Ce ne sera pas le cas pour les militaires en charge de la cartographie du Péloponnèse, qui eux continueront leurs travaux jusqu’au début 1831. Le capitaine Peytier, qui était déjà en Grèce, sera aidé par Puillon de Boblaye, et plus tard le capitaine Servier. Les brigades topographiques organisées mèneront à bout un œuvre épuisant mais innovant, comprenant des opérations topographiques (triangulation, planimétrie, nivellement, sur la base de 134 stations géodésiques) et produisant le matériel qui sera par la suite traité au Dépôt de la Guerre à Paris. En même temps, le climat et les fièvres endémiques à l’époque eurent beaucoup de victimes parmi le dispositif militaire, qui malgré tout acheva son œuvre dans un temps particulièrement bref, ce qui donna lieu en 1832 en France à une carte à grande échelle d’une qualité innovante, supérieure à celle d’Egypte produite auparavant, surtout en tenant compte des moyens techniques et humains disponibles (Broc 1981).
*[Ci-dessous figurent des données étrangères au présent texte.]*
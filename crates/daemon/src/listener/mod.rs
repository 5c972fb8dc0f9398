// SPDX-License-Identifier: BUSL-1.1
// Copyright (c) 2026 Alfred Jean LLC

//! Listener task for the control socket.
//!
//! Runs in a spawned task, accepting connections and serving requests
//! without blocking the engine loop. Mutations are validated against
//! current state and emitted onto the event bus; the engine serializes
//! them with everything else.
//!
//! Authentication is the peer's OS identity: only root (or the uid the
//! daemon itself runs as, for unprivileged test rigs) may speak.

mod handlers;

use crate::classifier::Classifier;
use crate::config::Config;
use crate::event_bus::EventBus;
use crate::protocol::{self, Request, Response};
use parking_lot::{Mutex, RwLock};
use rvt_probe::HostProbe;
use rvt_snapstore::SnapshotStore;
use rvt_storage::{Journal, LedgerState};
use std::collections::HashSet;
use std::path::PathBuf;
use std::sync::Arc;
use std::time::Instant;
use thiserror::Error;
use tokio::net::{UnixListener, UnixStream};
use tracing::{debug, error, warn};

/// Shared daemon context for all request handlers.
pub struct ListenCtx {
    pub bus: EventBus,
    pub state: Arc<Mutex<LedgerState>>,
    pub journal: Arc<Mutex<Journal>>,
    pub store: Arc<SnapshotStore>,
    pub classifier: Arc<RwLock<Classifier>>,
    pub config: Arc<RwLock<Config>>,
    pub suppress: Arc<Mutex<HashSet<PathBuf>>>,
    pub probe: HostProbe,
    pub start_time: Instant,
}

/// Listener task for accepting socket connections.
pub struct Listener {
    socket: UnixListener,
    ctx: Arc<ListenCtx>,
}

#[derive(Debug, Error)]
enum ConnectionError {
    #[error("Protocol error: {0}")]
    Protocol(#[from] protocol::ProtocolError),

    #[error("unauthorized peer uid {0}")]
    Unauthorized(u32),
}

impl Listener {
    pub fn new(socket: UnixListener, ctx: Arc<ListenCtx>) -> Self {
        Self { socket, ctx }
    }

    /// Accept until the daemon shuts down, one task per connection.
    pub async fn run(self) {
        loop {
            match self.socket.accept().await {
                Ok((stream, _)) => {
                    let ctx = Arc::clone(&self.ctx);
                    tokio::spawn(async move {
                        match handle_connection(stream, &ctx).await {
                            Ok(())
                            | Err(ConnectionError::Protocol(
                                protocol::ProtocolError::ConnectionClosed,
                            )) => debug!("client disconnected"),
                            Err(ConnectionError::Unauthorized(uid)) => {
                                warn!(uid, "rejected control connection")
                            }
                            Err(e) => error!(error = %e, "connection error"),
                        }
                    });
                }
                Err(e) => error!(error = %e, "accept error"),
            }
        }
    }
}

/// Uid the daemon runs as, read from its own /proc entry.
fn own_uid() -> u32 {
    use std::os::unix::fs::MetadataExt;
    std::fs::metadata("/proc/self").map(|m| m.uid()).unwrap_or(0)
}

async fn handle_connection(
    mut stream: UnixStream,
    ctx: &ListenCtx,
) -> Result<(), ConnectionError> {
    let peer_uid = stream
        .peer_cred()
        .map(|cred| cred.uid())
        .map_err(|_| ConnectionError::Unauthorized(u32::MAX))?;
    if peer_uid != 0 && peer_uid != own_uid() {
        return Err(ConnectionError::Unauthorized(peer_uid));
    }
    let actor = if peer_uid == 0 { "root".to_string() } else { format!("uid:{peer_uid}") };

    loop {
        let request: Request = protocol::read_message(&mut stream).await?;
        debug!(?request, peer_uid, "control request");
        let response: Response = handlers::dispatch(ctx, request, &actor).await;
        protocol::write_message(&mut stream, &response).await?;
    }
}
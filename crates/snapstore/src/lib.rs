// SPDX-License-Identifier: BUSL-1.1
// Copyright (c) 2026 Alfred Jean LLC

// Allow panic!/unwrap/expect in test code
#![cfg_attr(test, allow(clippy::panic))]
#![cfg_attr(test, allow(clippy::unwrap_used))]
#![cfg_attr(test, allow(clippy::expect_used))]

//! rvt-snapstore: Snapshot archive for watched configuration files.
//!
//! Each snapshot is one directory under the store root:
//!
//! ```text
//! <root>/<snapshot_id>/
//!   manifest.json      # written last, temp+rename
//!   tombstones.json    # paths that did not exist at capture
//!   blobs/<digest>     # zstd-compressed payloads, named by content digest
//! ```
//!
//! A directory without a manifest is an interrupted capture; the startup
//! sweeper removes it. Blob I/O is synchronous: callers run captures
//! and verifies on worker tasks.

pub mod manifest;
pub mod plan;
pub mod store;
pub mod timeshift;

use thiserror::Error;

pub use manifest::{Manifest, SnapshotEntry};
pub use plan::{RestorePlan, RestoreStep};
pub use store::{read_blob_file, SnapshotStore, VerifyOutcome};
pub use timeshift::SystemSnapshotTool;

/// Errors from snapshot store operations.
#[derive(Debug, Error)]
pub enum SnapshotError {
    #[error("IO error: {0}")]
    Io(#[from] std::io::Error),

    #[error("Serialization error: {0}")]
    Json(#[from] serde_json::Error),

    #[error("Snapshot not found: {0}")]
    NotFound(rvt_core::SnapshotId),

    #[error("Snapshot {id} is corrupt: {} entries failed verification", entries.len())]
    Corrupt { id: rvt_core::SnapshotId, entries: Vec<std::path::PathBuf> },
}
À part l’œuvre cartographique, les forces militaires françaises se sont aussi distinguées dans la restauration des forteresses du Péloponnèse, ainsi que la reconstruction d’un grand nombre d’infrastructures dont a bénéficié la population locale (Kalogerakou 2011). De même, des ingénieurs militaires français, tels que Stamatis Voulgaris —d’origine grecque— continueront à travailler en Grèce et collaborer avec le gouverneur Kapodistrias, en produisant des plans directeurs et d’extension dans des villes du Péloponnèse (Patras, Nauplie, Argos, Corinthe) et en essayant d’accommoder ceux-ci aux préceptes de la modernité urbaine —avec des plans plus ou moins orthogonaux aux espaces ouverts (improvisés autour de bâtiments religieux) (Tsakopoulos 1994). Comme souligne Panayotis Tsakopoulos, la contribution française dans l’urbanisme du Péloponnèse et la rupture symbolique avec le passé Ottoman se fit plus ou moins en accord avec les attentes des populations locales, contrairement au cas de l’Egypte auparavant ou celui de l’Algérie, quelques années plus tard (1994). De plus, les forces françaises ont contribué dans la lutte anti-épidémique, l’amélioration de l’agriculture et l’organisation des troupes grecques (Kalogerakou 2011).
La contribution cartographique des ingénieurs militaires fut particulièrement remarquable et a même aidé indirectement au prestige de la commission scientifique. Pour ce qui est de cette commission, son court séjour de six mois a conduit à un corpus significatif de publications, sous la forme de trois tomes dans le cas des sections des sciences physiques et de l’architecture, outre les nombreux ouvrages personnels. L’expédition de Morée aura comme conséquence la consécration de Bory de Saint-Vincent et sa participation en tête de la prochaine grande mission scientifique française du 19ème siècle: à savoir l’Algérie.
Carte de la Morée rédigée et gravée au dépôt général de la guerre d’après la triangulation et les levés exécutés en 1829, 1830 et 1831 (1832), par Pierre Peytier, Émile Puillon Boblaye, Aristide-Camille Servier (Source: Wikimedia Commons).
En ce qui concerne la section archéologique, il est à noter noter que ses travaux ne semblent pas avoir pris de grandes dimensions. Ceci est sans doute attesté par le nombre limité de publications qui sont sauvés jusqu’à nos jours; cependant, comme l’atteste la découverte récente des carnets de Jean-Baptiste Vietty (Gioanni 2008) —un membre de la mission qui était entre autres particulièrement concerné par le pillage des antiquités du Péloponnèse par des visiteurs étrangers— la recherche historiographique sur l’expédition de Morée est encore loin d’être terminée.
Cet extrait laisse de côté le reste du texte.